Use the 30-day onboarding plan in Tab 6 of your results as your week-by-week guide. Here's the mindset behind each phase.

Week
1

Foundation

Give access. Share context. Assign the first real task. Your job this week is to over-communicate — they can't read your mind yet, and that's fine. The goal is to give them everything they need to not need you.

Week
2

Shadow + Adjust

They work alongside you on their tasks. You give specific feedback on tone, approach, and quality. This is your best window to correct habits before they become defaults. Be direct — kindness here is clarity, not softness.

Week
3

Expand

They run their tasks more independently. You review outcomes, not every step.
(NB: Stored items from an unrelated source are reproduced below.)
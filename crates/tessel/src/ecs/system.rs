//! # System: Functions That Operate on the World
//!
//! A system is a function that takes `&mut World` and does something with
//! it: query entities, modify components, read resources.
//!
//! - A system is `FnMut(&mut World)`.
//! - Systems run in the order they're added.
//! - No parallelism. The frame loop is single-threaded.
//!
//! The external frame loop owns the [`Schedule`] and calls
//! [`run`](Schedule::run) once per frame, between clearing the screen and
//! presenting it.

use super::world::World;

/// A system that can be executed on a [`World`].
///
/// Any `FnMut(&mut World)` implements this trait, so you can use closures or
/// function pointers directly.
pub trait System {
    fn run(&mut self, world: &mut World);
}

impl<F: FnMut(&mut World)> System for F {
    fn run(&mut self, world: &mut World) {
        (self)(world);
    }
}

struct NamedSystem {
    name: String,
    system: Box<dyn System>,
}

/// An ordered list of systems to run.
pub struct Schedule {
    systems: Vec<NamedSystem>,
}

impl Schedule {
    pub fn new() -> Self {
        Self {
            systems: Vec::new(),
        }
    }

    /// Add a system to the end of the schedule.
    pub fn add_system<S: System + 'static>(&mut self, system: S) {
        let name = short_system_name(std::any::type_name::<S>());
        log::debug!("scheduled system `{name}`");
        self.systems.push(NamedSystem {
            name,
            system: Box::new(system),
        });
    }

    /// Run all systems in order on the given world.
    pub fn run(&mut self, world: &mut World) {
        for ns in &mut self.systems {
            log::trace!("running system `{}`", ns.name);
            ns.system.run(world);
        }
    }

    /// Names of the scheduled systems, in run order.
    pub fn system_names(&self) -> impl Iterator<Item = &str> {
        self.systems.iter().map(|ns| ns.name.as_str())
    }

    pub fn len(&self) -> usize {
        self.systems.len()
    }

    pub fn is_empty(&self) -> bool {
        self.systems.is_empty()
    }
}

impl Default for Schedule {
    fn default() -> Self {
        Self::new()
    }
}

/// Strip the module path from a fully-qualified type name, keeping only the
/// last meaningful segment (e.g. `tessel::movement::player_movement` →
/// `player_movement`, `{{closure}}` → `<closure>`).
fn short_system_name(full: &str) -> String {
    let name = full.rsplit("::").next().unwrap_or(full);
    if name.contains("closure") {
        "<closure>".to_string()
    } else {
        name.to_string()
    }
}

#[cfg(test)]
mod tests {
    use super::*;

    fn dummy_system(_world: &mut World) {}

    #[test]
    fn schedule_captures_system_name() {
        let mut schedule = Schedule::new();
        schedule.add_system(dummy_system);
        schedule.add_system(|_world: &mut World| {});
        let names: Vec<&str> = schedule.system_names().collect();
        assert_eq!(names, vec!["dummy_system", "<closure>"]);
    }

    #[test]
    fn systems_run_in_insertion_order() {
        let mut world = World::new();
        world.insert_resource(Vec::<u32>::new());
        let mut schedule = Schedule::new();
        schedule.add_system(|w: &mut World| w.resource_mut::<Vec<u32>>().push(1));
        schedule.add_system(|w: &mut World| w.resource_mut::<Vec<u32>>().push(2));
        schedule.run(&mut world);
        schedule.run(&mut world);
        assert_eq!(world.resource::<Vec<u32>>(), &vec![1, 2, 1, 2]);
        assert_eq!(schedule.len(), 2);
    }

    #[test]
    fn stateful_closure_keeps_state() {
        let mut world = World::new();
        world.insert_resource(0u32);
        let mut calls = 0u32;
        let mut schedule = Schedule::new();
        schedule.add_system(move |w: &mut World| {
            calls += 1;
            *w.resource_mut::<u32>() = calls;
        });
        for _ in 0..3 {
            schedule.run(&mut world);
        }
        assert_eq!(*world.resource::<u32>(), 3);
    }

    #[test]
    fn empty_schedule() {
        let mut schedule = Schedule::default();
        assert!(schedule.is_empty());
        schedule.run(&mut World::new());
    }
}
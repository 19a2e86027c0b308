//! Meteorological conversions applied to a single grid cell.
//!
//! All functions work in `f64`; values stored as `f32` in the source file are
//! widened before they reach this module.

/// Offset between the Kelvin and Celsius scales.
pub const KELVIN_OFFSET: f64 = 273.15;

/// Magnus coefficient `b` (dimensionless).
pub const MAGNUS_B: f64 = 17.625;

/// Magnus coefficient `c` (degrees Celsius).
pub const MAGNUS_C: f64 = 243.04;

/// Kelvin to Celsius: C = K - 273.15
pub fn kelvin_to_celsius(kelvin: f64) -> f64 {
    kelvin - KELVIN_OFFSET
}

/// Horizontal wind speed from its eastward (`u`) and northward (`v`) components.
pub fn wind_speed(u: f64, v: f64) -> f64 {
    (u * u + v * v).sqrt()
}

fn magnus_exponent(celsius: f64) -> f64 {
    (MAGNUS_B * celsius) / (MAGNUS_C + celsius)
}

/// Relative humidity (%) from air temperature and dewpoint, both in Celsius.
///
/// Uses the Magnus approximation
/// `RH = 100 * exp(b*Td / (c+Td)) / exp(b*T / (c+T))`. The two exponentials
/// are evaluated separately and divided, not folded into `exp(a - b)`.
///
/// The formula is singular at -243.04 °C, far outside any atmospheric value.
pub fn relative_humidity(temperature_c: f64, dewpoint_c: f64) -> f64 {
    100.0 * magnus_exponent(dewpoint_c).exp() / magnus_exponent(temperature_c).exp()
}

/// Round to one decimal place.
///
/// Rounding is done on the exact decimal expansion of the double, with exact
/// ties going to the even digit. `(x * 10.0).round() / 10.0` is not equivalent: `0.35` is stored as
/// `0.34999…` and must round down, but `0.35 * 10.0` is exactly `3.5`.
pub fn round_to_tenth(value: f64) -> f64 {
    if !value.is_finite() {
        return value;
    }
    format!("{:.1}", value).parse().unwrap_or(value)
}
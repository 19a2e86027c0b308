//! Error types for archive retrieval.

use era5_common::Era5Error;
use thiserror::Error;

/// Result type for retrieval operations.
pub type RetrieveResult<T> = Result<T, RetrieveError>;

#[derive(Error, Debug)]
pub enum RetrieveError {
    /// The request itself is invalid
    #[error("Invalid request: {0}")]
    Request(#[from] Era5Error),

    /// Missing or unusable local configuration (credentials, URLs)
    #[error("Configuration error: {0}")]
    Config(String),

    /// The archive rejected the credentials
    #[error("Authentication failed: {0}")]
    Auth(String),

    /// The archive answered with a non-success status
    #[error("Archive returned HTTP {status}: {detail}")]
    Service { status: u16, detail: String },

    /// The job ended without producing a result
    #[error("Job {job_id} did not complete: {reason}")]
    JobFailed { job_id: String, reason: String },

    /// The downloaded file does not match the advertised size
    #[error("Download size mismatch: expected {expected} bytes, got {actual}")]
    SizeMismatch { expected: u64, actual: u64 },

    #[error("HTTP error: {0}")]
    Http(#[from] reqwest::Error),

    #[error("I/O error: {0}")]
    Io(#[from] std::io::Error),

    #[error("Malformed archive response: {0}")]
    Json(#[from] serde_json::Error),
}
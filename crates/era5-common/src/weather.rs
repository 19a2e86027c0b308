//! Raw grid-cell samples and the derived weather summary.

use serde::{Deserialize, Serialize};

use crate::error::Era5Result;
use crate::json;
use crate::meteo::{kelvin_to_celsius, relative_humidity, round_to_tenth, wind_speed};

/// Values of the four summary variables at one grid cell, in native units.
#[derive(Debug, Clone, Copy, PartialEq)]
pub struct PointSample {
    /// 2 m temperature (K)
    pub t2m: f64,
    /// 10 m eastward wind (m/s)
    pub u10: f64,
    /// 10 m northward wind (m/s)
    pub v10: f64,
    /// 2 m dewpoint temperature (K)
    pub d2m: f64,
}

/// Weather summary for a single point, each field rounded to one decimal.
///
/// Field order is the serialization order.
#[derive(Debug, Clone, Copy, PartialEq, Serialize, Deserialize)]
pub struct WeatherResult {
    /// Air temperature (°C)
    pub temperature: f64,
    /// Wind speed (m/s)
    pub wind_speed: f64,
    /// Relative humidity (%)
    pub humidity: f64,
}

impl WeatherResult {
    /// Derive the summary from a raw sample.
    ///
    /// Humidity is computed from the unrounded Celsius values; rounding is the
    /// last step.
    pub fn from_sample(sample: &PointSample) -> Self {
        let temperature = kelvin_to_celsius(sample.t2m);
        let dewpoint = kelvin_to_celsius(sample.d2m);
        let speed = wind_speed(sample.u10, sample.v10);
        let humidity = relative_humidity(temperature, dewpoint);

        Self {
            temperature: round_to_tenth(temperature),
            wind_speed: round_to_tenth(speed),
            humidity: round_to_tenth(humidity),
        }
    }

    /// Single-line JSON rendering, e.g.
    /// `{"temperature": 26.9, "wind_speed": 5.0, "humidity": 54.3}`.
    pub fn to_json_line(&self) -> Era5Result<String> {
        json::to_spaced_string(self)
    }

    /// Human-readable multi-line summary.
    pub fn to_text(&self) -> String {
        format!(
            "Temperature: {:.1}°C\nWind Speed: {:.1} m/s\nRelative Humidity: {:.1}%",
            self.temperature, self.wind_speed, self.humidity
        )
    }
}

#[cfg(test)]
mod tests {
    use super::*;

    fn sample() -> PointSample {
        PointSample {
            t2m: 300.0,
            u10: 3.0,
            v10: 4.0,
            d2m: 290.0,
        }
    }

    #[test]
    fn test_from_sample() {
        let result = WeatherResult::from_sample(&sample());
        assert_eq!(result.temperature, 26.9);
        assert_eq!(result.wind_speed, 5.0);
        assert_eq!(result.humidity, 54.3);
    }

    #[test]
    fn test_json_line() {
        let line = WeatherResult::from_sample(&sample()).to_json_line().unwrap();
        assert_eq!(
            line,
            r#"{"temperature": 26.9, "wind_speed": 5.0, "humidity": 54.3}"#
        );
    }

    #[test]
    fn test_saturated_air() {
        let result = WeatherResult::from_sample(&PointSample {
            t2m: 280.0,
            u10: 0.0,
            v10: 0.0,
            d2m: 280.0,
        });
        assert_eq!(result.humidity, 100.0);
        assert_eq!(result.wind_speed, 0.0);
        assert_eq!(result.temperature, 6.9);
    }

    #[test]
    fn test_text_summary() {
        let text = WeatherResult::from_sample(&sample()).to_text();
        assert_eq!(
            text,
            "Temperature: 26.9°C\nWind Speed: 5.0 m/s\nRelative Humidity: 54.3%"
        );
    }
}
Identify what to hand off next — the goal is to keep moving you out of the day-to-day, not settle into a comfortable middle ground.

Week
4

Independence

They own their responsibilities. You're reviewing results, not managing tasks. If you're still answering the same questions you answered in week one, that's a signal — address it at the 30-day check-in.

The 30-Day Check-In

  1. What's been working well?
  2. What's felt unclear or hard?
  3. What do you wish you'd known earlier?
  4. What would you like to own more of?
  5. Here's my honest feedback on your first 30 days…

Signs You Have the Right Hire

  • They bring solutions, not just problems
  • You stop thinking about the tasks they own
  • Your communication rhythm feels easy
  • They meet deadlines without reminders
  • You'd be genuinely sad to lose them
The right hire makes your business feel lighter by day 30 — not more complicated. If it's not working by day 60, trust that signal. Moving on quickly is kinder to both of you than holding on too long.